ショートアニメの代名詞、竹書房のアニメ担当に突撃インタビューしてみた。【後編】
公開日:2014/3/20
同社のショートアニメの歴史を振り返った前回に続き、今回はショートアニメというジャンルについて、そして今後の同社の展開などについて聞いてみました。
――これまで色々な作品がアニメ化されましたが、一番ヒットした作品は?
木村:一概にヒットと言っても、数字的なことと、たくさんのお客さんが観てくれたという2種類の意味がありますが……『リコーダーとランドセル』や『あいまいみー』、『お姉ちゃんが来た』辺りは現在も人気ですね。あと『森田さんは無口。』は最初のテレビアニメというインパクトもあって売れました。
――今考えると、『森田さんは無口。』は豪華なキャスト陣でしたしね。
木村:企画当時、森田さん役の花澤さんは人気上昇中のところをキャスティングさせていただいたのですが、OVAを発売する前後でたちまちブレイクされて……ほかのキャスト戸松遥さんに南條愛乃さん、早見沙織さんと、結果的にとてもいいキャスティングができていました。
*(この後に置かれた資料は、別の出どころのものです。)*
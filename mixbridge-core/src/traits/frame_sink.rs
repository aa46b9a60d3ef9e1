use crate::models::error::EngineError;
use crate::models::frame::Frame;

/// Byte-stream connection that carries frames to the external encoder.
///
/// Frames go on the wire as raw binary payloads with no additional framing;
/// the connection's own message boundary delimits them. An error from `send`
/// means the link has closed; the transport reports it once and stops, and
/// never reconnects on its own.
pub trait FrameSink: Send {
    fn send(&mut self, frame: Frame) -> Result<(), EngineError>;

    /// Close the connection. Errors during close are ignored.
    fn close(&mut self);
}
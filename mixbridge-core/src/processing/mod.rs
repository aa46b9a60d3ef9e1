pub mod frame_chunker;
pub mod frame_queue;
pub mod mix_bus;
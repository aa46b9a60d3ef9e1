use crate::models::error::EngineError;

/// Processing constraints for a device capture request.
///
/// The mix bus must carry the raw signal unmodified for downstream encoding,
/// so external captures disable every browser-style enhancement.
#[derive(Debug, Clone, Copy, PartialEq, Eq)]
pub struct DeviceConstraints {
    pub echo_cancellation: bool,
    pub noise_suppression: bool,
    pub auto_gain_control: bool,
}

impl DeviceConstraints {
    /// Raw, unprocessed audio with all enhancements off.
    pub fn raw() -> Self {
        Self {
            echo_cancellation: false,
            noise_suppression: false,
            auto_gain_control: false,
        }
    }
}

/// A live audio stream owned by the source registry.
///
/// Delivers interleaved stereo f32 samples at the bus rate. `read` is called
/// from the mix tick and must not block.
pub trait SourceStream: Send {
    /// Pull up to `out.len()` interleaved samples into `out`.
    ///
    /// Returns the number of samples written; fewer than requested means the
    /// stream has no more audio ready and the gap is treated as silence.
    fn read(&mut self, out: &mut [f32]) -> usize;

    /// Whether the underlying stream has ended (e.g. its surface went away).
    /// Ended streams are removed from the bus during the next mix pass.
    fn has_ended(&self) -> bool;

    /// Stop all underlying tracks and release the device.
    ///
    /// Called on detach; after this returns no audio from the stream may
    /// reach the bus, even if native cleanup finishes later in the background.
    fn stop(&mut self);
}

/// Host-supplied factory for capture streams.
///
/// Implementations wrap whatever capture API the host has (tab capture,
/// `getUserMedia`-style device capture). Both calls may block for arbitrary
/// time on permission prompts or device negotiation, so the engine invokes
/// them from worker threads, never from the mix tick.
pub trait SourceProvider: Send + Sync {
    /// Open a capture stream for a surface, identified by the correlation
    /// token the orchestrator resolved for it.
    fn open_surface(&self, media_source_id: &str) -> Result<Box<dyn SourceStream>, EngineError>;

    /// Open a capture stream for an external input device.
    fn open_device(
        &self,
        device_id: &str,
        constraints: DeviceConstraints,
    ) -> Result<Box<dyn SourceStream>, EngineError>;
}

#[cfg(test)]
mod tests {
    use super::*;

    #[test]
    fn raw_constraints_disable_everything() {
        let c = DeviceConstraints::raw();
        assert!(!c.echo_cancellation);
        assert!(!c.noise_suppression);
        assert!(!c.auto_gain_control);
    }
}
//! # mixbridge-engine
//!
//! Capture engine runtime.
//!
//! Two isolated contexts connected only by typed channels: the
//! [`Orchestrator`](orchestrator::Orchestrator) (control commands, signaling,
//! fatal-error fan-out) and the [`CaptureEngine`](engine::CaptureEngine)
//! (mixing graph, 20 ms frame production, WebSocket frame transport). Hosts
//! supply capture and playback backends via the `mixbridge-core` traits.
//!
//! ## Usage
//! ```ignore
//! use mixbridge_core::{EngineConfig, StreamingMode};
//! use mixbridge_engine::{CaptureEngine, Orchestrator};
//!
//! let config = EngineConfig::new(StreamingMode::LowLatency, encoder_port);
//! let engine = CaptureEngine::spawn(config, provider, Some(loopback))?;
//! let orchestrator = Orchestrator::new(&engine, resolver, encoder);
//! orchestrator.start_surface_capture(view_id)?;
//! ```

pub mod engine;
pub mod orchestrator;
pub mod signaling;
pub mod transport;

pub use engine::{CaptureEngine, EngineHandle};
pub use orchestrator::{ErrorTopic, Orchestrator, SurfaceResolver};
pub use signaling::SignalingClient;
pub use transport::{FrameTransport, WsSink};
▲竹書房のテレビアニメ第一弾『森田さんは無口。』。花澤香菜さん演じる主人公は無口ですが、モノローグでたっぷり喋ってくれます。ちなみに右上のメガネ娘はAKB48の佐藤亜美菜さんが演じました。
――そうした人気の流れに乗って、他社もショートアニメを展開しています。その動きをどう思われますか?
木村:大歓迎です、どんどんやってほしいです。他社さんですけど、『てーきゅう』は面白くて大好きですし(笑)。今だと『となりの関くん』もとても面白いです。
――ショートアニメは、通常のアニメに比べてどういった特徴があると思いますか?
木村:一視聴者としては、忙しくても簡単に観やすいのがいいですよね。3分なので空き時間で手軽に観られます。あと4コママンガがショートアニメにすごく向いてると感じます。話に大きな展開がなく、どこから観ても楽しめますし、1話ごとにきちんとオチがつきますし。
―――確かに言われてみればショートアニメと4コママンガは似た特徴がありますね。
木村:『森田さんは無口。』のアニメを企画する前くらに、『らき☆すた』人気が高かったんですよ。『らき☆すた』は5~7分くらいのパートで構成されていて、すごく見やすくって。そのおかげで4コママンガのTVアニメってアリなんだな、と感じました。
――あとは短いからこそ、監督やスタッフの持ち味が出やすいようにも感じます。
木村:確かに。通常のアニメでは監督だからといって何もかもやるわけではないですが、ショートアニメだと監督のニュアンスは出ますね。わかりやすいところだと、『あいまいみー』などはいまざきいつき監督が脚本、演出、キャラクターデザインなど、ほとんどやっていますし(笑)。作り手としてもやりがいのある仕事でしょう。
▲シュールかつかっ飛んだテンションで話題になった『あいまいみー』。いまざき監督はほかにも『スパロウズホテル』7話以降、『リコーダーとランドセル ミ☆』などで、監督を務めています。
――1クール30分ものだと2年前くらいから企画が始まっているようですが、ショートアニメはどういったスケジュール感で作られているのでしょうか?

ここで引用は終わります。